In SDD we used what is here called the "tagging approach", i.e. for descriptive concepts and characters we use
<Text ref="some.resource.org/123"><Content>Free form text</Content></Text>
In SDD, all element/attribute names refer to classes/attributes in UML or Java, whereas the xml values are corresponding values. Expressing concepts and characters as classes was considered impractical if the aim is generic software (classes are creatable at runtime, but at a price) because the number of characters is often very large.
My experience shows that the number of character in identification sets varies between 50 and over 1000. Some studies in manual data integration (in LIAS) convinced me that the number of "integratable" characters is often less than imagined. A similar case study may also be the FRIDA data sets, which limit the number of common characters (common to all plant families) to 200, and from thereon use separate characters for each family.

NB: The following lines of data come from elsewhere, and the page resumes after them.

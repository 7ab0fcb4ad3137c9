//! Directory discovery.
//!
//! Walks a root directory and produces [`SourceDocument`]s for the pipeline.
//! Skip patterns are compiled into a single glob set; hidden path components
//! are skipped by default. Output is sorted by relative path so runs are
//! deterministic.

use anyhow::{bail, Result};
use globset::{Glob, GlobSet, GlobSetBuilder};
use std::path::Path;
use walkdir::WalkDir;

use crate::config::ScanConfig;
use crate::extract::detect_media_type;
use crate::models::SourceDocument;

/// Patterns always excluded, merged with configured ones: build artifacts,
/// VCS metadata, dependency trees, logs and temp files.
const DEFAULT_SKIP_PATTERNS: &[&str] = &[
    "**/.git/**",
    "**/.svn/**",
    "**/target/**",
    "**/node_modules/**",
    "**/__pycache__/**",
    "**/venv/**",
    "**/.venv/**",
    "**/*.pyc",
    "**/*.so",
    "**/*.dll",
    "**/*.dylib",
    "**/*.exe",
    "**/*.log",
    "**/*.tmp",
];

/// Scan `root` recursively for files to ingest.
pub fn scan_directory(config: &ScanConfig, root: &Path) -> Result<Vec<SourceDocument>> {
    if !root.exists() {
        bail!("Scan root does not exist: {}", root.display());
    }
    if !root.is_dir() {
        bail!("Scan root is not a directory: {}", root.display());
    }

    let mut patterns: Vec<String> = DEFAULT_SKIP_PATTERNS
        .iter()
        .map(|s| s.to_string())
        .collect();
    patterns.extend(config.skip_patterns.clone());
    let skip_set = build_globset(&patterns)?;

    let extensions: Option<Vec<String>> = config
        .extensions
        .as_ref()
        .map(|exts| exts.iter().map(|e| e.to_lowercase()).collect());

    let mut documents = Vec::new();

    for entry in WalkDir::new(root) {
        let entry = entry?;
        if !entry.file_type().is_file() {
            continue;
        }

        let path = entry.path();
        let relative = path.strip_prefix(root).unwrap_or(path);
        let rel_str = relative.to_string_lossy().to_string();

        if config.skip_hidden && has_hidden_component(relative) {
            tracing::debug!(path = %rel_str, "skipping hidden path");
            continue;
        }

        if skip_set.is_match(&rel_str) {
            tracing::debug!(path = %rel_str, "skipping excluded path");
            continue;
        }

        if let Some(ref allowed) = extensions {
            let ext = path
                .extension()
                .map(|e| format!(".{}", e.to_string_lossy().to_lowercase()))
                .unwrap_or_default();
            if !allowed.contains(&ext) {
                continue;
            }
        }

        let size = entry.metadata()?.len();

        documents.push(SourceDocument {
            path: path.to_path_buf(),
            relative_path: rel_str,
            size,
            media_type: detect_media_type(path),
        });
    }

    documents.sort_by(|a, b| a.relative_path.cmp(&b.relative_path));

    tracing::info!(root = %root.display(), files = documents.len(), "scan complete");
    Ok(documents)
}

fn has_hidden_component(relative: &Path) -> bool {
    relative.components().any(|c| {
        c.as_os_str()
            .to_string_lossy()
            .starts_with('.')
    })
}

fn build_globset(patterns: &[String]) -> Result<GlobSet> {
    let mut builder = GlobSetBuilder::new();
    for pattern in patterns {
        builder.add(Glob::new(pattern)?);
    }
    Ok(builder.build()?)
}

#[cfg(test)]
mod tests {
    use super::*;
    use std::fs;
    use tempfile::TempDir;

    fn scan(config: &ScanConfig, root: &Path) -> Vec<String> {
        scan_directory(config, root)
            .unwrap()
            .into_iter()
            .map(|d| d.relative_path)
            .collect()
    }

    #[test]
    fn finds_files_sorted() {
        let tmp = TempDir::new().unwrap();
        fs::write(tmp.path().join("b.md"), "beta").unwrap();
        fs::write(tmp.path().join("a.md"), "alpha").unwrap();
        fs::create_dir(tmp.path().join("sub")).unwrap();
        fs::write(tmp.path().join("sub/c.txt"), "gamma").unwrap();

        let found = scan(&ScanConfig::default(), tmp.path());
        assert_eq!(found, vec!["a.md", "b.md", "sub/c.txt"]);
    }

    #[test]
    fn skips_hidden_and_default_patterns() {
        let tmp = TempDir::new().unwrap();
        fs::write(tmp.path().join("keep.md"), "keep").unwrap();
        fs::write(tmp.path().join(".hidden"), "no").unwrap();
        fs::create_dir(tmp.path().join(".git")).unwrap();
        fs::write(tmp.path().join(".git/config"), "no").unwrap();
        fs::create_dir(tmp.path().join("node_modules")).unwrap();
        fs::write(tmp.path().join("node_modules/pkg.js"), "no").unwrap();
        fs::write(tmp.path().join("build.log"), "no").unwrap();

        let found = scan(&ScanConfig::default(), tmp.path());
        assert_eq!(found, vec!["keep.md"]);
    }

    #[test]
    fn custom_skip_patterns() {
        let tmp = TempDir::new().unwrap();
        fs::write(tmp.path().join("keep.md"), "keep").unwrap();
        fs::write(tmp.path().join("drop.bak"), "no").unwrap();

        let config = ScanConfig {
            skip_patterns: vec!["**/*.bak".to_string()],
            ..Default::default()
        };
        let found = scan(&config, tmp.path());
        assert_eq!(found, vec!["keep.md"]);
    }

    #[test]
    fn extension_filter() {
        let tmp = TempDir::new().unwrap();
        fs::write(tmp.path().join("doc.md"), "md").unwrap();
        fs::write(tmp.path().join("code.rs"), "rs").unwrap();

        let config = ScanConfig {
            extensions: Some(vec![".md".to_string()]),
            ..Default::default()
        };
        let found = scan(&config, tmp.path());
        assert_eq!(found, vec!["doc.md"]);
    }

    #[test]
    fn missing_root_is_an_error() {
        let tmp = TempDir::new().unwrap();
        let gone = tmp.path().join("nope");
        assert!(scan_directory(&ScanConfig::default(), &gone).is_err());
    }

    #[test]
    fn records_size_and_media_type() {
        let tmp = TempDir::new().unwrap();
        fs::write(tmp.path().join("doc.md"), "12345").unwrap();

        let docs = scan_directory(&ScanConfig::default(), tmp.path()).unwrap();
        assert_eq!(docs.len(), 1);
        assert_eq!(docs[0].size, 5);
        assert_eq!(docs[0].media_type, "text/markdown");
    }
}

Clearly, when limiting the approach to just "very high level concepts", both class and value approaches are possible. The benefit of the SPM 0.2 approach is that it does enable reasoning (as well as may simplify tapir usage). However, as presented in Bratislava, I am doubtful that this limit holds. In my experience the limit between free form text and categorical data tends be diffuse rather than sharp and my intuition is that the SPM mechanism, being extensible, will be extended.
I would like to note that the current TAG strategy is to provide both RDF and xml schema. The schema approach to SPM, however, seems to be more and more undesirable as the number of descriptive concepts grows.
I have a question for TAPIR:
Does TAPIR find it easier to search elements having specific attribute values than elements having child elements with specific value:
<hasInformation> <InfoItem category="voc.x.org/DescriptiveConcepts/Size<http://some.resource.org/123>">
<....> </InfoItem>
I might be useful to know. Although RDF allows this for literals, it seems to require the rdf:resource="" step for categorical data, so this may or may not help.
----------
PS: SDD calls the concepts "characters" based on the tradition and character is clearly inappropriate. However, Category to me seems to express nothing other than the type of the value. All contextValue and Value in SPM in version 0.2 refer to categories. Can anyone suggest a better term? What is the opposite of "value"?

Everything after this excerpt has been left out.